Back to Jesus, a great miracle had occurred. Moreover, the last thing to talk about is that Jesus comes up to the tiny town of Nain and a funeral procession’s coming out. And can you imagine? Jesus. Interupts. The. Funeral. Procession. We have the practice of cars driving out to cemetery all in a row. Led by the hearse. That still happens here. Can you imagine someone cutting people off in that procession? What a horrible person!? What a terrible awful person!? So rude! And that’s Jesus. Jesus cuts into the funeral procession. Moreover, they’re carrying this boy on a stretcher. That means the pall bearers are carrying the stretcher. These would have been relatives of him because for a Jew to touch a dead body would make you unclean. (Num. 19:11, etc.) Jews do not risk uncleanness except for a close relative. And they were probably carrying the stretcher with poles underneath it so that they don’t have to touch the stretcher or the dead body, or anything related to it. So they can hopefully remain clean. That’s the idea. The only people who risk becoming unclean are those who are close relatives. Those who have duty toward the boy.
What does Jesus do? He comes right up to that boy—He interrupts the whole thing like a rude hooligan—and He touches the stretcher. (Luke 7:14) Technically, this would make Jesus unclean. But does it make Him unclean? Does it make it so that He can’t come into the presence of God? Does it make Jesus unable to be heard by God the Father due to His uncleanness? No. Jesus is God. He is the One who is so perfect and so clean that His perfection sucks uncleanness out of you. His perfection purifies that which is defiled. And it brings life back to which is dead. That’s how He provided for this widow. He brought life back into this dead one. (Luke 7:14-15) So that of course they had to say “God has visited His people.” (Luke 7:16) It was right in front of them. There was God.

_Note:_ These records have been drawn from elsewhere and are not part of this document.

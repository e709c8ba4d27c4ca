use axum::http::StatusCode;
use axum::response::{IntoResponse, Response};
use thiserror::Error;

use vibesync_shared::quota::QuotaRejection;
use vibesync_shared::{PlanError, ValidationError};
use vibesync_store::StoreError;

#[derive(Debug, Error)]
pub enum ServerError {
    #[error("{0}")]
    Validation(String),

    #[error("Unauthorized")]
    Unauthorized,

    #[error("{0}")]
    Forbidden(String),

    #[error("{message}")]
    QuotaExceeded {
        reason: &'static str,
        message: String,
        detail: serde_json::Value,
    },

    #[error("{0}")]
    NotFound(String),

    #[error("{0}")]
    Conflict(String),

    #[error("{0}")]
    Expired(String),

    #[error("Internal error: {0}")]
    Internal(String),
}

impl IntoResponse for ServerError {
    fn into_response(self) -> Response {
        let status = match &self {
            ServerError::Validation(_) => StatusCode::BAD_REQUEST,
            ServerError::Unauthorized => StatusCode::UNAUTHORIZED,
            ServerError::Forbidden(_) => StatusCode::FORBIDDEN,
            ServerError::QuotaExceeded { .. } => StatusCode::TOO_MANY_REQUESTS,
            ServerError::NotFound(_) => StatusCode::NOT_FOUND,
            ServerError::Conflict(_) => StatusCode::CONFLICT,
            ServerError::Expired(_) => StatusCode::GONE,
            ServerError::Internal(_) => StatusCode::INTERNAL_SERVER_ERROR,
        };

        let body = match self {
            ServerError::QuotaExceeded {
                reason,
                message,
                detail,
            } => serde_json::json!({
                "success": false,
                "message": message,
                "reason": reason,
                "detail": detail,
            }),
            ServerError::Internal(e) => {
                tracing::error!(error = %e, "request failed");
                serde_json::json!({
                    "success": false,
                    "message": "Internal server error",
                })
            }
            other => serde_json::json!({
                "success": false,
                "message": other.to_string(),
            }),
        };

        (status, axum::Json(body)).into_response()
    }
}

impl From<StoreError> for ServerError {
    fn from(e: StoreError) -> Self {
        match e {
            StoreError::NotFound => ServerError::NotFound("Not found".into()),
            other => ServerError::Internal(other.to_string()),
        }
    }
}

impl From<ValidationError> for ServerError {
    fn from(e: ValidationError) -> Self {
        ServerError::Validation(e.to_string())
    }
}

impl From<PlanError> for ServerError {
    fn from(e: PlanError) -> Self {
        ServerError::Conflict(e.to_string())
    }
}

impl From<QuotaRejection> for ServerError {
    fn from(rejection: QuotaRejection) -> Self {
        let detail = serde_json::to_value(&rejection).unwrap_or(serde_json::Value::Null);
        ServerError::QuotaExceeded {
            reason: rejection.reason(),
            message: rejection.message(),
            detail,
        }
    }
}

#[cfg(test)]
mod tests {
    use super::*;

    async fn body_json(response: Response) -> serde_json::Value {
        let bytes = axum::body::to_bytes(response.into_body(), usize::MAX)
            .await
            .unwrap();
        serde_json::from_slice(&bytes).unwrap()
    }

    #[tokio::test]
    async fn test_quota_rejection_carries_reason() {
        let err: ServerError = QuotaRejection::Cooldown {
            minutes_remaining: 42,
        }
        .into();
        let response = err.into_response();
        assert_eq!(response.status(), StatusCode::TOO_MANY_REQUESTS);

        let body = body_json(response).await;
        assert_eq!(body["success"], false);
        assert_eq!(body["reason"], "cooldown");
        assert_eq!(body["detail"]["minutesRemaining"], 42);
    }

    #[tokio::test]
    async fn test_internal_errors_are_opaque() {
        let response = ServerError::Internal("disk on fire".into()).into_response();
        assert_eq!(response.status(), StatusCode::INTERNAL_SERVER_ERROR);
        assert_eq!(body_json(response).await["message"], "Internal server error");
    }

    #[test]
    fn test_store_not_found_maps_to_404() {
        let err: ServerError = StoreError::NotFound.into();
        assert!(matches!(err, ServerError::NotFound(_)));
    }
}
//! Four-person chat rooms formed by vibe similarity.

use std::collections::HashSet;

use axum::{
    extract::{Path, State},
    http::HeaderMap,
    routing::{get, post},
    Json, Router,
};
use chrono::{DateTime, Duration, Utc};
use serde::Deserialize;
use serde_json::{json, Value};
use tracing::{debug, info};

use vibesync_shared::constants::CHAT_ROOM_REUSE_MIN_MINUTES;
use vibesync_shared::planner::{plan_room, plan_rooms_for_pool, PoolEntry};
use vibesync_shared::validation::message_text;
use vibesync_shared::{RoomId, UserId};
use vibesync_store::{ChatRoom, Database};

use super::{parse_id, ApiJson, AppState};
use crate::auth::{verify_internal_key, AuthUser};
use crate::error::ServerError;

pub fn routes() -> Router<AppState> {
    Router::new()
        .route("/rooms", get(list_rooms))
        .route("/rooms/generate", post(generate_room))
        .route("/rooms/expire", post(expire_rooms))
        .route("/rooms/:id", get(get_room))
        .route("/rooms/:id/messages", post(send_message))
        .route("/rooms/:id/read", post(mark_read))
}

fn vibe_pool(db: &Database) -> Result<Vec<PoolEntry>, ServerError> {
    Ok(db
        .list_active_profiles()?
        .into_iter()
        .map(|p| PoolEntry {
            user: p.user,
            profile: p.match_profile(),
        })
        .collect())
}

async fn generate_room(
    AuthUser(me): AuthUser,
    State(state): State<AppState>,
) -> Result<Json<Value>, ServerError> {
    let now = Utc::now();
    let mut db = state.db.lock().await;

    let current = db.active_room_for_user(me, now)?;
    if let Some(current) = &current {
        if current.expires_at - now > Duration::minutes(CHAT_ROOM_REUSE_MIN_MINUTES) {
            return Ok(Json(json!({ "success": true, "room": current, "isNew": false })));
        }
    }

    let mine = db
        .get_active_vibe_profile(me)?
        .ok_or_else(|| ServerError::Validation("Set your vibe before joining a chat room".into()))?;

    // The room being replaced frees its participants for the new plan.
    let mut excluded: HashSet<UserId> = db.users_in_live_rooms(now)?;
    if let Some(current) = &current {
        for p in &current.participants {
            excluded.remove(p);
        }
    }
    excluded.extend(db.blocked_either_way(me)?);

    let requester = PoolEntry {
        user: me,
        profile: mine.match_profile(),
    };
    let plan = plan_room(&requester, &vibe_pool(&db)?, &excluded)?;

    if let Some(current) = &current {
        db.expire_room(current.id)?;
        debug!(room = %current.id, "Room near its end replaced on re-request");
    }
    let room = db.create_room(&plan, now)?;

    info!(room = %room.id, user = %me, similarity = room.average_similarity, "Chat room created");
    Ok(Json(json!({ "success": true, "room": room, "isNew": true })))
}

async fn list_rooms(
    AuthUser(me): AuthUser,
    State(state): State<AppState>,
) -> Result<Json<Value>, ServerError> {
    let now = Utc::now();
    let mut rooms = state.db.lock().await.list_rooms_for_user(me)?;
    for room in &mut rooms {
        room.is_expired = !room.is_live(now);
    }
    Ok(Json(json!({ "success": true, "rooms": rooms })))
}

/// Load a room the caller is in, flipping it to expired if its time is up.
fn load_for(db: &Database, id: RoomId, me: UserId, now: DateTime<Utc>) -> Result<ChatRoom, ServerError> {
    let mut room = db
        .get_room(id)
        .map_err(|_| ServerError::NotFound("Chat room not found".into()))?;
    if !room.has_participant(me) {
        return Err(ServerError::Forbidden("Not a participant of this chat room".into()));
    }
    if !room.is_expired && !room.is_live(now) {
        db.expire_room(id)?;
        room.is_expired = true;
    }
    Ok(room)
}

async fn get_room(
    AuthUser(me): AuthUser,
    State(state): State<AppState>,
    Path(raw): Path<String>,
) -> Result<Json<Value>, ServerError> {
    let id = parse_id(&raw, RoomId::parse, "room id")?;
    let db = state.db.lock().await;
    let room = load_for(&db, id, me, Utc::now())?;
    let messages = db.list_room_messages(id)?;
    Ok(Json(json!({ "success": true, "room": room, "messages": messages })))
}

#[derive(Deserialize)]
struct MessageRequest {
    text: String,
}

async fn send_message(
    AuthUser(me): AuthUser,
    State(state): State<AppState>,
    Path(raw): Path<String>,
    ApiJson(req): ApiJson<MessageRequest>,
) -> Result<Json<Value>, ServerError> {
    let id = parse_id(&raw, RoomId::parse, "room id")?;
    let text = message_text(&req.text)?;
    let now = Utc::now();
    let mut db = state.db.lock().await;

    let room = load_for(&db, id, me, now)?;
    if room.is_expired {
        return Err(ServerError::Expired("This chat room has expired".into()));
    }

    let message = db.append_room_message(id, me, &text, now)?;
    Ok(Json(json!({ "success": true, "message": message })))
}

async fn mark_read(
    AuthUser(me): AuthUser,
    State(state): State<AppState>,
    Path(raw): Path<String>,
) -> Result<Json<Value>, ServerError> {
    let id = parse_id(&raw, RoomId::parse, "room id")?;
    let db = state.db.lock().await;
    load_for(&db, id, me, Utc::now())?;
    let marked = db.mark_room_read(id, me)?;
    Ok(Json(json!({ "success": true, "markedCount": marked })))
}

/// Sweep: expire rooms past their horizon, then form new rooms for active
/// users left without one.
async fn expire_rooms(
    headers: HeaderMap,
    State(state): State<AppState>,
) -> Result<Json<Value>, ServerError> {
    verify_internal_key(&headers, &state.config)?;

    let now = Utc::now();
    let mut db = state.db.lock().await;

    let expired = db.expire_rooms(now)?;
    let roomed = db.users_in_live_rooms(now)?;
    let blocks = db.block_list()?;
    let plans = plan_rooms_for_pool(&vibe_pool(&db)?, &roomed, &blocks);

    let mut created = 0;
    for plan in &plans {
        db.create_room(plan, now)?;
        created += 1;
    }

    info!(expired, created, "Chat room expiry sweep");
    Ok(Json(json!({
        "success": true,
        "expiredCount": expired,
        "createdCount": created,
    })))
}

#[cfg(test)]
mod tests {
    use super::super::test_support::TestApp;
    use axum::http::StatusCode;
    use chrono::{Duration, SecondsFormat, Utc};
    use serde_json::json;

    #[tokio::test]
    async fn test_generate_needs_three_compatible_users() {
        let app = TestApp::new();
        let a = app.vibing("a", "😊", 6).await;
        app.vibing("b", "😊", 6).await;
        app.vibing("c", "😊", 6).await;

        let (status, body) = app.call("POST", "/rooms/generate", Some(&a.token), None).await;
        assert_eq!(status, StatusCode::CONFLICT);
        assert!(body["message"].as_str().unwrap().contains("Not enough users"));

        let (_, rooms) = app.call("GET", "/rooms", Some(&a.token), None).await;
        assert!(rooms["rooms"].as_array().unwrap().is_empty());
    }

    #[tokio::test]
    async fn test_generate_is_idempotent_while_fresh() {
        let app = TestApp::new();
        let a = app.vibing("a", "😊", 6).await;
        let b = app.vibing("b", "😊", 5).await;
        app.vibing("c", "😊", 7).await;
        app.vibing("d", "😊", 6).await;

        let (status, first) = app.call("POST", "/rooms/generate", Some(&a.token), None).await;
        assert_eq!(status, StatusCode::OK, "{first}");
        assert_eq!(first["isNew"], true);
        assert_eq!(first["room"]["participants"].as_array().unwrap().len(), 4);

        let (_, again) = app.call("POST", "/rooms/generate", Some(&a.token), None).await;
        assert_eq!(again["isNew"], false);
        assert_eq!(again["room"]["id"], first["room"]["id"]);

        let room_id = first["room"]["id"].as_str().unwrap();
        let (status, _) = app
            .call(
                "POST",
                &format!("/rooms/{room_id}/messages"),
                Some(&b.token),
                Some(json!({ "text": "hello room" })),
            )
            .await;
        assert_eq!(status, StatusCode::OK);

        let (_, opened) = app
            .call("GET", &format!("/rooms/{room_id}"), Some(&a.token), None)
            .await;
        assert_eq!(opened["messages"][0]["readBy"], json!([b.id]));

        let (_, read) = app
            .call("POST", &format!("/rooms/{room_id}/read"), Some(&a.token), None)
            .await;
        assert_eq!(read["markedCount"], 1);
    }

    #[tokio::test]
    async fn test_failed_regeneration_keeps_ending_room() {
        let app = TestApp::new();
        let a = app.vibing("a", "😊", 6).await;
        for name in ["b", "c", "d"] {
            app.vibing(name, "😊", 6).await;
        }
        let (_, first) = app.call("POST", "/rooms/generate", Some(&a.token), None).await;
        let room_id = first["room"]["id"].as_str().unwrap().to_string();

        {
            let db = app.state.db.lock().await;
            let ending = (Utc::now() + Duration::minutes(30)).to_rfc3339_opts(SecondsFormat::Millis, true);
            db.conn()
                .execute(&format!("UPDATE chat_rooms SET expires_at = '{ending}' WHERE id = '{room_id}'"), [])
                .unwrap();
            db.conn()
                .execute(&format!("UPDATE vibe_profiles SET is_active = 0 WHERE user_id != '{}'", a.id), [])
                .unwrap();
        }

        let (status, _) = app.call("POST", "/rooms/generate", Some(&a.token), None).await;
        assert_eq!(status, StatusCode::CONFLICT);

        let (_, rooms) = app.call("GET", "/rooms", Some(&a.token), None).await;
        assert_eq!(rooms["rooms"][0]["id"], room_id.as_str());
        assert_eq!(rooms["rooms"][0]["isExpired"], false);
    }

    #[tokio::test]
    async fn test_sweep_reports_counts() {
        let app = TestApp::new();
        for name in ["a", "b", "c", "d"] {
            app.vibing(name, "😊", 6).await;
        }

        let (status, first) = app.call("POST", "/rooms/expire", None, None).await;
        assert_eq!(status, StatusCode::OK);
        assert_eq!(first["expiredCount"], 0);
        assert_eq!(first["createdCount"], 1);

        let (_, second) = app.call("POST", "/rooms/expire", None, None).await;
        assert_eq!(second["expiredCount"], 0);
        assert_eq!(second["createdCount"], 0);
    }
}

And the report spread. Of course, He’d said to her before that, “Do not weep." (Luke 7:13) You and I can tell people not to weep when they’re grieving. But it’s not really helpful is it? You DO need to weep when you’re grieving. But here in this moment He said “Do not weep” because He knew exactly what He was going to do. He was going to bring life back to her dead son. So there is no point in weeping because God was there and God intended to destroy that which was causing her grief. To give her back that which she had lost. You and I will not gain back that which we have lost until the day of the resurrection of all flesh. And so we need to grieve. And Scripture says as you grieve do not grieve as those who have no hope. (1 Thes. 4:13-18) So grieve. But hang on to the hope which is ours in Christ Jesus. That your dead in the Lord—those who are baptized in His name and trust in Him—you will receive them back on the day of the Resurrection. That’s why we have hope.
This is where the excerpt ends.